On dirait que le soleil oblique, en précisant les ombres, souligne des contours que l’on avait crus à peine esquissés dans la pierre. Au Nord, les hoplites et les cavaliers ont revêtu leurs habits de fête. À l’est, les dieux attendent leurs hommages dans l’ombre, impassibles et muets.
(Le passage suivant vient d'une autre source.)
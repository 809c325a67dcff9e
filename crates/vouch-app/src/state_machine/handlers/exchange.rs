//! Interactive exchange screens
//!
//! The accept/reject UI of authenticate, share and sign reports one
//! [`ExchangeOutcome`]. Acceptance leads to the flow's result screen,
//! rejection returns to the hub with a toast.

use tracing::{error, info, warn};

use super::super::{Command, SessionState, UserAction};
use super::{enter_action_selection, ignore};
use crate::message::ExchangeOutcome;
use crate::screen::Screen;
use crate::toast::ToastLevel;

/// Reason shown when the user rejects an authentication request.
pub const AUTH_REJECTED: &str = "User rejected the credential request.";

pub fn handle_exchange_outcome(
    state: &mut SessionState,
    commands: &mut Vec<Command>,
    outcome: ExchangeOutcome,
) {
    let screen = state.screen().clone();
    let has_pending = match screen {
        Screen::AuthStart
        | Screen::ShareEmailStart
        | Screen::ShareDocumentStart
        | Screen::ShareCustomStart => state.pending.credential.is_some(),
        Screen::DocSignStart => {
            state.pending.verification.is_some() || state.pending.signing.is_some()
        }
        _ => {
            warn!(%screen, ?outcome, "exchange outcome outside an exchange screen, ignoring");
            return;
        }
    };
    if !has_pending {
        warn!(%screen, ?outcome, "exchange outcome without a pending request, ignoring");
        return;
    }

    info!(%screen, ?outcome, "exchange finished");
    match (screen, outcome) {
        (Screen::AuthStart, ExchangeOutcome::Accepted) => state.navigate(Screen::AuthResult {
            success: true,
            error_message: None,
        }),
        (Screen::AuthStart, ExchangeOutcome::Rejected) => state.navigate(Screen::AuthResult {
            success: false,
            error_message: Some(AUTH_REJECTED.to_string()),
        }),
        (Screen::ShareEmailStart, ExchangeOutcome::Accepted) => {
            state.navigate(Screen::ShareEmailResult { success: true });
        }
        (Screen::ShareEmailStart, ExchangeOutcome::Rejected) => {
            reject(state, commands, "Share email credential rejected!");
        }
        (Screen::ShareDocumentStart, ExchangeOutcome::Accepted) => {
            state.navigate(Screen::ShareDocumentResult { success: true });
        }
        (Screen::ShareDocumentStart, ExchangeOutcome::Rejected) => {
            reject(state, commands, "Share document number rejected!");
        }
        (Screen::ShareCustomStart, ExchangeOutcome::Accepted) => {
            state.navigate(Screen::ShareCustomResult { success: true });
        }
        (Screen::ShareCustomStart, ExchangeOutcome::Rejected) => {
            reject(state, commands, "Share custom credentials rejected!");
        }
        (Screen::DocSignStart, ExchangeOutcome::Accepted) => {
            state.navigate(Screen::DocSignResult { success: true });
        }
        (Screen::DocSignStart, ExchangeOutcome::Rejected) => {
            reject(state, commands, "Document signing rejected!");
        }
        (Screen::DocSignStart, ExchangeOutcome::Failed(reason)) => {
            error!(%reason, "document signing failed");
            state.navigate(Screen::DocSignResult { success: false });
        }
        (screen, ExchangeOutcome::Failed(reason)) => {
            error!(%screen, %reason, "failed to deliver exchange response");
        }
        (screen, outcome) => {
            warn!(%screen, ?outcome, "unhandled exchange outcome");
        }
    }
}

fn reject(state: &mut SessionState, commands: &mut Vec<Command>, message: &str) {
    state.pending.clear();
    enter_action_selection(state, commands);
    state.raise_toast(commands, message, ToastLevel::Warning);
}

/// Back out of an exchange screen, abandoning the request.
pub fn handle_exchange_screen(state: &mut SessionState, action: UserAction) {
    let screen = state.screen().clone();
    let target = match (&screen, &action) {
        (
            Screen::ShareEmailStart | Screen::ShareDocumentStart | Screen::ShareCustomStart,
            UserAction::Back,
        ) => Screen::ShareCredential,
        (Screen::AuthStart | Screen::DocSignStart, UserAction::Back) => Screen::ActionSelection,
        _ => {
            ignore(&screen, &action);
            return;
        }
    };
    state.abandon_exchange();
    state.navigate(target);
}
//! Scripted walk through the main flows against the simulated SDK.

use std::sync::Arc;
use std::time::Duration;

use tracing::info;
use vouch_app::state_machine::{ActionKind, ConnectionMethod, CredentialChoice};
use vouch_app::store::{LocalStore, MemoryKeyValueStore};
use vouch_app::{ExchangeOutcome, Screen, ServerAddress, SessionState, UserAction};

use crate::account::IdentityAccount;
use crate::config::ClientConfig;
use crate::error::ClientError;
use crate::runtime::SessionRuntime;
use crate::sim::SimulatedAccount;

/// Longest the demo waits for the session to move.
const IDLE: Duration = Duration::from_secs(5);

/// Run the demo script and return every screen visited.
///
/// The script onboards a fresh account, connects to `server` (a generated
/// peer when `None`), authenticates, shares an email credential and signs
/// a document. Preferences live in memory so nothing on disk is touched.
pub async fn run_demo(
    config: &ClientConfig,
    server: Option<ServerAddress>,
) -> Result<Vec<Screen>, ClientError> {
    let account = Arc::new(SimulatedAccount::new().with_account_config(config.account_config()));
    let server = server.unwrap_or_else(|| account.generate_address());
    let application_address = account.generate_address();
    let store = Arc::new(LocalStore::new(MemoryKeyValueStore::new()));
    let mut runtime = SessionRuntime::with_store(account, store, config.session_settings());

    info!(server = %server.abbreviated(), "starting demo");
    runtime.start();
    wait_for(&mut runtime, |s| *s.screen() == Screen::ApplicationAddress).await?;

    runtime.send_user(UserAction::SubmitAddress(application_address.to_string()));
    wait_for(&mut runtime, |s| *s.screen() == Screen::ConnectionSelection).await?;

    runtime.send_user(UserAction::ChooseConnection(ConnectionMethod::Manual));
    runtime.send_user(UserAction::SubmitAddress(server.to_string()));
    wait_for(&mut runtime, |s| *s.screen() == Screen::ActionSelection).await?;

    runtime.send_user(UserAction::SelectAction(ActionKind::Authenticate));
    wait_for(&mut runtime, |s| *s.screen() == Screen::AuthStart).await?;
    accept_and_return(&mut runtime).await?;

    runtime.send_user(UserAction::SelectAction(ActionKind::ProvideCredentials));
    runtime.send_user(UserAction::SelectCredential(CredentialChoice::Email));
    wait_for(&mut runtime, |s| *s.screen() == Screen::ShareEmailStart).await?;
    accept_and_return(&mut runtime).await?;

    runtime.send_user(UserAction::SelectAction(ActionKind::SignDocuments));
    wait_for(&mut runtime, |s| s.pending.verification.is_some()).await?;
    accept_and_return(&mut runtime).await?;

    info!(screens = runtime.trace().len(), "demo finished");
    Ok(runtime.trace().to_vec())
}

async fn wait_for<F>(runtime: &mut SessionRuntime, done: F) -> Result<(), ClientError>
where
    F: FnMut(&SessionState) -> bool,
{
    runtime.run_until(done, IDLE).await
}

/// Accept the exchange on screen, then leave its result screen.
async fn accept_and_return(runtime: &mut SessionRuntime) -> Result<(), ClientError> {
    runtime.handle().report_exchange(ExchangeOutcome::Accepted);
    wait_for(runtime, |s| s.screen().is_result()).await?;
    runtime.send_user(UserAction::Continue);
    wait_for(runtime, |s| *s.screen() == Screen::ActionSelection).await
}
[...] je sais bien qu’il s’agit là d’une illusion d’optique. Que les motifs des monuments de l’Acropole, les caissons de leurs plafonds, les personnages des frises, des frontons, étaient rehaussés de couleurs vives. Que la blondeur chatoyante qui nous émerveillé est celle de la pierre d’un monument en ruine, décapé par le temps. Mais si la disparition des couleurs a transformé l’aspect des édifices, elle ne les a pas dénaturés. En les privant de la polychromie qui en soulignait le décor, elle les a rendus à leur seule architecture, elle y a intégré les chefs-d’œuvre de la sculpture qui lui avaient été surajoutés. Elle nous en a révélé, plus encore qu’à leurs contemporains, peut-être, le sublime. Car, à l’égal des pyramides de Gizeh, du Panthéon de Rome, de Sainte-Sophie de Constantinople, le Parthénon est l’un de ces rares monuments qui se suffisent par leurs proportions, leurs formes ; qui n’aient nul besoin, justement, d’être décorés parce qu’ils parviennent, par leurs propres forces, à la plénitude.
(INCIPIT)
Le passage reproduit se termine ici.